I have little to say about the ingredients used in Kyara Koko, because they are largely undetectable to me as individual components. Rather, Koko radiates a whole fragrance,  a sweet-spicy Oudiness with civet-like undertones. The end result is a deliciously incensey fragrance. Incense lovers really have much to look forward to in this perfume. In terms of color, think purple. Deep purple. For an Oud-based perfume, I find that Koko beautifully expresses its Oudiness while also blending in well, making for a deliciously smooth and well-rounded fragrance.

What also stands out to me in Kyara Koko is its tenacity. It may be the most tenacious perfume I have smelled from Ensar Oud so far. Radiating on my wrist, Koko surrounds me in its fragrant aura. And I can smell its remnants on my wrist the next morning. I really love a perfume that can maintain itself like this. I have found myself addicted to this perfume as of late, discovering something else with each new wearing.

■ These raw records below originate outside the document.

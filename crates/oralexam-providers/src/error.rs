//! Provider error types and the HTTP status mapping shared by all adapters.

use std::time::Duration;

pub use oralexam_core::error::ProviderError;

/// Seconds to wait after a 429 that carries no usable `retry-after` header.
const DEFAULT_RETRY_AFTER_SECS: u64 = 5;

/// Build the HTTP client every adapter uses.
pub(crate) fn build_client(timeout_secs: u64) -> Result<reqwest::Client, ProviderError> {
    reqwest::Client::builder()
        .timeout(Duration::from_secs(timeout_secs))
        .build()
        .map_err(|e| ProviderError::NetworkError(format!("failed to build HTTP client: {e}")))
}

/// Map a failed send to a typed error.
pub(crate) fn transport_error(err: reqwest::Error, timeout_secs: u64) -> ProviderError {
    if err.is_timeout() {
        ProviderError::Timeout(timeout_secs)
    } else {
        ProviderError::NetworkError(err.to_string())
    }
}

/// Map a non-success HTTP status to a typed error.
///
/// `body` is the raw response body; a JSON `error.message` or `error` string
/// is preferred over the raw text when present.
pub(crate) fn status_error(
    status: u16,
    retry_after_secs: Option<u64>,
    body: &str,
    model: &str,
) -> ProviderError {
    let message = error_message(body);
    match status {
        429 => ProviderError::RateLimited {
            retry_after_ms: retry_after_secs.unwrap_or(DEFAULT_RETRY_AFTER_SECS) * 1000,
        },
        401 | 403 => ProviderError::AuthenticationFailed(message),
        404 => ProviderError::ModelNotFound(model.to_string()),
        _ => ProviderError::ApiError { status, message },
    }
}

/// Read the status, headers and body of a failed response and map them.
pub(crate) async fn error_from_response(response: reqwest::Response, model: &str) -> ProviderError {
    let status = response.status().as_u16();
    let retry_after = response
        .headers()
        .get("retry-after")
        .and_then(|v| v.to_str().ok())
        .and_then(|v| v.trim().parse::<u64>().ok());
    let body = response.text().await.unwrap_or_default();
    status_error(status, retry_after, &body, model)
}

fn error_message(body: &str) -> String {
    let Ok(value) = serde_json::from_str::<serde_json::Value>(body) else {
        return body.to_string();
    };
    let error = &value["error"];
    error["message"]
        .as_str()
        .or_else(|| error.as_str())
        .map(str::to_string)
        .unwrap_or_else(|| body.to_string())
}
//! oralexam CLI — textbook oral-exam simulator.

use std::path::PathBuf;
use std::process;

use clap::{Parser, Subcommand};
use tracing_subscriber::EnvFilter;

mod commands;

#[derive(Parser)]
#[command(name = "oralexam", version, about = "Oral-exam simulator over a textbook corpus")]
struct Cli {
    #[command(subcommand)]
    command: Commands,
}

#[derive(Subcommand)]
enum Commands {
    /// Run an interactive study session
    Session {
        /// Path to the corpus manifest
        #[arg(long)]
        corpus: PathBuf,

        /// Config file path
        #[arg(long)]
        config: Option<PathBuf>,

        /// Rubric file (overrides the config)
        #[arg(long)]
        rubric: Option<PathBuf>,

        /// RNG seed for reproducible topic and question draws
        #[arg(long)]
        seed: Option<u64>,

        /// Provider name from the config
        #[arg(long)]
        provider: Option<String>,

        /// Model ID
        #[arg(long)]
        model: Option<String>,

        /// Directory to write the JSON transcript to on exit
        #[arg(long)]
        transcript: Option<PathBuf>,

        /// Stop after this many graded questions
        #[arg(long)]
        max_turns: Option<u32>,
    },

    /// Validate a corpus manifest and rubric
    Validate {
        /// Path to the corpus manifest
        #[arg(long)]
        corpus: PathBuf,

        /// Rubric file to check as well
        #[arg(long)]
        rubric: Option<PathBuf>,
    },

    /// List available models
    ListModels {
        /// Filter to specific provider
        #[arg(long)]
        provider: Option<String>,

        /// Config file path
        #[arg(long)]
        config: Option<PathBuf>,
    },

    /// Create starter config, corpus and rubric
    Init,
}

#[tokio::main]
async fn main() {
    tracing_subscriber::fmt()
        .with_env_filter(
            EnvFilter::try_from_default_env().unwrap_or_else(|_| EnvFilter::new("oralexam=info")),
        )
        .with_writer(std::io::stderr)
        .init();

    let cli = Cli::parse();

    let result = match cli.command {
        Commands::Session {
            corpus,
            config,
            rubric,
            seed,
            provider,
            model,
            transcript,
            max_turns,
        } => {
            commands::session::execute(commands::session::SessionArgs {
                corpus,
                config,
                rubric,
                seed,
                provider,
                model,
                transcript,
                max_turns,
            })
            .await
        }
        Commands::Validate { corpus, rubric } => commands::validate::execute(corpus, rubric),
        Commands::ListModels { provider, config } => {
            commands::list_models::execute(provider, config).await
        }
        Commands::Init => commands::init::execute(),
    };

    if let Err(e) = result {
        eprintln!("Error: {e:#}");
        process::exit(1);
    }
}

Kyara Koko is a full-bodied perfume of mystery and confidence, suitable for man or woman, and great to wear out in the evening. Its sensual and aristocratic vibe is sure to catch the attention of anyone who crosses its path.

Encens Imperial

EncensImperial

Encens Imperial is the most unusual Indian Oud I have smelled so far. The fragrance catches me off guard when it opens with a very potent top note. As the opening aroma meets my nose, I am greeted with an incredibly strong and crystalline aroma that smells almost medicinal and that is initially off-putting. By describing it as “medicinal”, I am intending to convey something of its potency, depth, and healing potential, as well as its “concentrated” aroma. After all, Oud has been used as medicine in the ancient healing traditions of the East–and when I smell a note like this, I remember why. It is one of the strongest notes I have encountered in an Oud oil so far.

This mysterious crystalline note is shrouded by a more traditional Indian aroma of sweet hay and woods, and a gentle barnyard tease. But as I smell my wrist over and over again, it is that top note that I am constantly reaching for. And it is quite playful–sometimes elusive, and at other times floating at the top, or sinking underneath the base notes, only to be found in the last seconds of the inhalation. As the fragrance unfolds, I realize that this mysterious “top note” actually pervades the aroma, top to bottom.

Within minutes, I am addicted to the singing clarity of Encens Imperial. It is an Indian Oud that possesses the clarity, beauty, and sensuality of the finest Borneo Ouds without sacrificing its Indian roots. Usually with Indian Oud, the woods, the hay, the resin, all of it mixes together into a “thick” fragrance. Yet Encens Imperial maintains a smooth, water-like clarity, without compromising any tenacity or potency.

In the official description for Encens Imperial, Ensar writes:

There might be no Kyara in Assam. But only in Assam do you find Muana, a heart note of serenity not even Kyara can capture, and just as rare. You might have smelled it when burning crazy-grade Assam wood chips, but pick it up in an oud oil… this is a first.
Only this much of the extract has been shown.